Exercise aim
Every entry has to be output exactly, with none skipped.

Material for the task START

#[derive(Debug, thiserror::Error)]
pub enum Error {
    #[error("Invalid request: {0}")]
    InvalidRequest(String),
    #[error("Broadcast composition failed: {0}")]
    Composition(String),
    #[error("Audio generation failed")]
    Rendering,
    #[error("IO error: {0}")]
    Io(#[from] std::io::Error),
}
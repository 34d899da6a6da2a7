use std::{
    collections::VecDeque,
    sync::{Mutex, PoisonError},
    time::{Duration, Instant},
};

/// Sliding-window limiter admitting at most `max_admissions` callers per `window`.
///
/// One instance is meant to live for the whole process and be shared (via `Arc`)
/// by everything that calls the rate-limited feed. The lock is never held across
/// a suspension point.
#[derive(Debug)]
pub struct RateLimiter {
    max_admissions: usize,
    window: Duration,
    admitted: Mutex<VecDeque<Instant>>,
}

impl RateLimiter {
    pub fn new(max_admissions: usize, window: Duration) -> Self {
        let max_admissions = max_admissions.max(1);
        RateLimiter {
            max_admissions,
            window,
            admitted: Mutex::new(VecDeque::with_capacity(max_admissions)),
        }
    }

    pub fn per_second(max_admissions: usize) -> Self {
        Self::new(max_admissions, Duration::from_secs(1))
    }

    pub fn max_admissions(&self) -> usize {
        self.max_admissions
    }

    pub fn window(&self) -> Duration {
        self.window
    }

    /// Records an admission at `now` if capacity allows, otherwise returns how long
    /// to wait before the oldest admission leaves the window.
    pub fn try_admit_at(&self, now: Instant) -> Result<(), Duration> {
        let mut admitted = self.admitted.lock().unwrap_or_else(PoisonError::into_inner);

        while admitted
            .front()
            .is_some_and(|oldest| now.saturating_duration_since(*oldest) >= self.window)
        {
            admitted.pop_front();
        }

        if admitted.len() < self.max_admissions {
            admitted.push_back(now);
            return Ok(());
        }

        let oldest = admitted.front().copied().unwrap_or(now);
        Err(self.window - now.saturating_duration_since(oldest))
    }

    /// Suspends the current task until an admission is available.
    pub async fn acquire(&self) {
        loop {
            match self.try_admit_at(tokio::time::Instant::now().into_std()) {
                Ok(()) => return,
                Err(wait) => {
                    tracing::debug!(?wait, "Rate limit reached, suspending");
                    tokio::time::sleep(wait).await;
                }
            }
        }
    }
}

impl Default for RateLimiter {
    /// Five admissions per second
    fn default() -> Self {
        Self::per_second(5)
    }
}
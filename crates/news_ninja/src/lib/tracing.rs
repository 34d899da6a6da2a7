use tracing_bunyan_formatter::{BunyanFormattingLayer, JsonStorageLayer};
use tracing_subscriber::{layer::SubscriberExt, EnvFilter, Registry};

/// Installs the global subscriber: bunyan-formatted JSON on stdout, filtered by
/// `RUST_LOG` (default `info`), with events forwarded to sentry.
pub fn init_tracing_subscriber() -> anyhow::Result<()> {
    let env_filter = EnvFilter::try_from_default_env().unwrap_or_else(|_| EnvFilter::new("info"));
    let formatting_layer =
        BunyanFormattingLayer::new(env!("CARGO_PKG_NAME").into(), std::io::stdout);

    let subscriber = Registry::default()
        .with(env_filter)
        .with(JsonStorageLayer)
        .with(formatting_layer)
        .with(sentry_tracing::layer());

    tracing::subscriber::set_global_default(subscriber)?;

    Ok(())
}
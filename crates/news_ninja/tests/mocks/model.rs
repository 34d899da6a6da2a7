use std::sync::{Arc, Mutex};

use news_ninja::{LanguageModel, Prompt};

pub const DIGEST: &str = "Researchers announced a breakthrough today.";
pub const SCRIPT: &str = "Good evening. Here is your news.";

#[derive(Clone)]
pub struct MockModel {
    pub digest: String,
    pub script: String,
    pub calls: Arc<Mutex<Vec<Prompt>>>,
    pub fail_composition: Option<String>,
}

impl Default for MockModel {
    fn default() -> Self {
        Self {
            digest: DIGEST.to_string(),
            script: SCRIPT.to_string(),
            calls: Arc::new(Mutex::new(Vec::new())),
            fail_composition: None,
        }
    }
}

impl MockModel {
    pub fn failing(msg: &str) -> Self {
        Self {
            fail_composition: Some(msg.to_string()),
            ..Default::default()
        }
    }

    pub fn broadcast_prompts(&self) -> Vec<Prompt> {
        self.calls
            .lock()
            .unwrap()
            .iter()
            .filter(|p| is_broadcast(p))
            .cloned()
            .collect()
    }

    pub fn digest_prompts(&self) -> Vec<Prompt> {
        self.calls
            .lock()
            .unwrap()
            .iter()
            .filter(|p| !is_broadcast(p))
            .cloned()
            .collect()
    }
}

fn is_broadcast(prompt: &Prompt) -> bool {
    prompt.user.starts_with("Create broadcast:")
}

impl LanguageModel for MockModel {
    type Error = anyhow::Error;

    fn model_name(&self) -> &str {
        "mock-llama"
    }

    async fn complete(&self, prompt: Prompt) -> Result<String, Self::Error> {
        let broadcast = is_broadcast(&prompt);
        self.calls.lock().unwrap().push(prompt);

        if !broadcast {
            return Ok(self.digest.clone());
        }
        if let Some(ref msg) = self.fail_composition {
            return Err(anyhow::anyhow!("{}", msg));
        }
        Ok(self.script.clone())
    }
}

Material for the task END

Exercise result
#[derive(Debug, thiserror::Error)]
pub enum Error {
    #[error("Invalid request: {0}")]
    InvalidRequest(String),
    #[error("Broadcast composition failed: {0}")]
    Composition(String),
    #[error("Audio generation failed")]
    Rendering,
    #[error("IO error: {0}")]
    Io(#[from] std::io::Error),
}
repository 34d899da6a6da2a7
use std::{
    collections::VecDeque,
    sync::{Mutex, PoisonError},
    time::{Duration, Instant},
};

/// Sliding-window limiter admitting at most `max_admissions` callers per `window`.
///
/// One instance is meant to live for the whole process and be shared (via `Arc`)
/// by everything that calls the rate-limited feed. The lock is never held across
/// a suspension point.
#[derive(Debug)]
pub struct RateLimiter {
    max_admissions: usize,
    window: Duration,
    admitted: Mutex<VecDeque<Instant>>,
}

impl RateLimiter {
    pub fn new(max_admissions: usize, window: Duration) -> Self {
        let max_admissions = max_admissions.max(1);
        RateLimiter {
            max_admissions,
            window,
            admitted: Mutex::new(VecDeque::with_capacity(max_admissions)),
        }
    }

    pub fn per_second(max_admissions: usize) -> Self {
        Self::new(max_admissions, Duration::from_secs(1))
    }

    pub fn max_admissions(&self) -> usize {
        self.max_admissions
    }

    pub fn window(&self) -> Duration {
        self.window
    }

    /// Records an admission at `now` if capacity allows, otherwise returns how long
    /// to wait before the oldest admission leaves the window.
    pub fn try_admit_at(&self, now: Instant) -> Result<(), Duration> {
        let mut admitted = self.admitted.lock().unwrap_or_else(PoisonError::into_inner);

        while admitted
            .front()
            .is_some_and(|oldest| now.saturating_duration_since(*oldest) >= self.window)
        {
            admitted.pop_front();
        }

        if admitted.len() < self.max_admissions {
            admitted.push_back(now);
            return Ok(());
        }

        let oldest = admitted.front().copied().unwrap_or(now);
        Err(self.window - now.saturating_duration_since(oldest))
    }

    /// Suspends the current task until an admission is available.
    pub async fn acquire(&self) {
        loop {
            match self.try_admit_at(tokio::time::Instant::now().into_std()) {
                Ok(()) => return,
                Err(wait) => {
                    tracing::debug!(?wait, "Rate limit reached, suspending");
                    tokio::time::sleep(wait).await;
                }
            }
        }
    }
}

impl Default for RateLimiter {
    /// Five admissions per second
    fn default() -> Self {
        Self::per_second(5)
    }
}
filename crates/news_ninja/src/lib/tracing.rs
repository 34d899da6a6da2a7
use tracing_bunyan_formatter::{BunyanFormattingLayer, JsonStorageLayer};
use tracing_subscriber::{layer::SubscriberExt, EnvFilter, Registry};

/// Installs the global subscriber: bunyan-formatted JSON on stdout, filtered by
/// `RUST_LOG` (default `info`), with events forwarded to sentry.
pub fn init_tracing_subscriber() -> anyhow::Result<()> {
    let env_filter = EnvFilter::try_from_default_env().unwrap_or_else(|_| EnvFilter::new("info"));
    let formatting_layer =
        BunyanFormattingLayer::new(env!("CARGO_PKG_NAME").into(), std::io::stdout);

    let subscriber = Registry::default()
        .with(env_filter)
        .with(JsonStorageLayer)
        .with(formatting_layer)
        .with(sentry_tracing::layer());

    tracing::subscriber::set_global_default(subscriber)?;

    Ok(())
}
filename crates/news_ninja/tests/mocks/model.rs
repository 34d899da6a6da2a7
use std::sync::{Arc, Mutex};

use news_ninja::{LanguageModel, Prompt};

pub const DIGEST: &str = "Researchers announced a breakthrough today.";
pub const SCRIPT: &str = "Good evening. Here is your news.";

#[derive(Clone)]
pub struct MockModel {
    pub digest: String,
    pub script: String,
    pub calls: Arc<Mutex<Vec<Prompt>>>,
    pub fail_composition: Option<String>,
}

impl Default for MockModel {
    fn default() -> Self {
        Self {
            digest: DIGEST.to_string(),
            script: SCRIPT.to_string(),
            calls: Arc::new(Mutex::new(Vec::new())),
            fail_composition: None,
        }
    }
}

impl MockModel {
    pub fn failing(msg: &str) -> Self {
        Self {
            fail_composition: Some(msg.to_string()),
            ..Default::default()
        }
    }

    pub fn broadcast_prompts(&self) -> Vec<Prompt> {
        self.calls
            .lock()
            .unwrap()
            .iter()
            .filter(|p| is_broadcast(p))
            .cloned()
            .collect()
    }

    pub fn digest_prompts(&self) -> Vec<Prompt> {
        self.calls
            .lock()
            .unwrap()
            .iter()
            .filter(|p| !is_broadcast(p))
            .cloned()
            .collect()
    }
}

fn is_broadcast(prompt: &Prompt) -> bool {
    prompt.user.starts_with("Create broadcast:")
}

impl LanguageModel for MockModel {
    type Error = anyhow::Error;

    fn model_name(&self) -> &str {
        "mock-llama"
    }

    async fn complete(&self, prompt: Prompt) -> Result<String, Self::Error> {
        let broadcast = is_broadcast(&prompt);
        self.calls.lock().unwrap().push(prompt);

        if !broadcast {
            return Ok(self.digest.clone());
        }
        if let Some(ref msg) = self.fail_composition {
            return Err(anyhow::anyhow!("{}", msg));
        }
        Ok(self.script.clone())
    }
}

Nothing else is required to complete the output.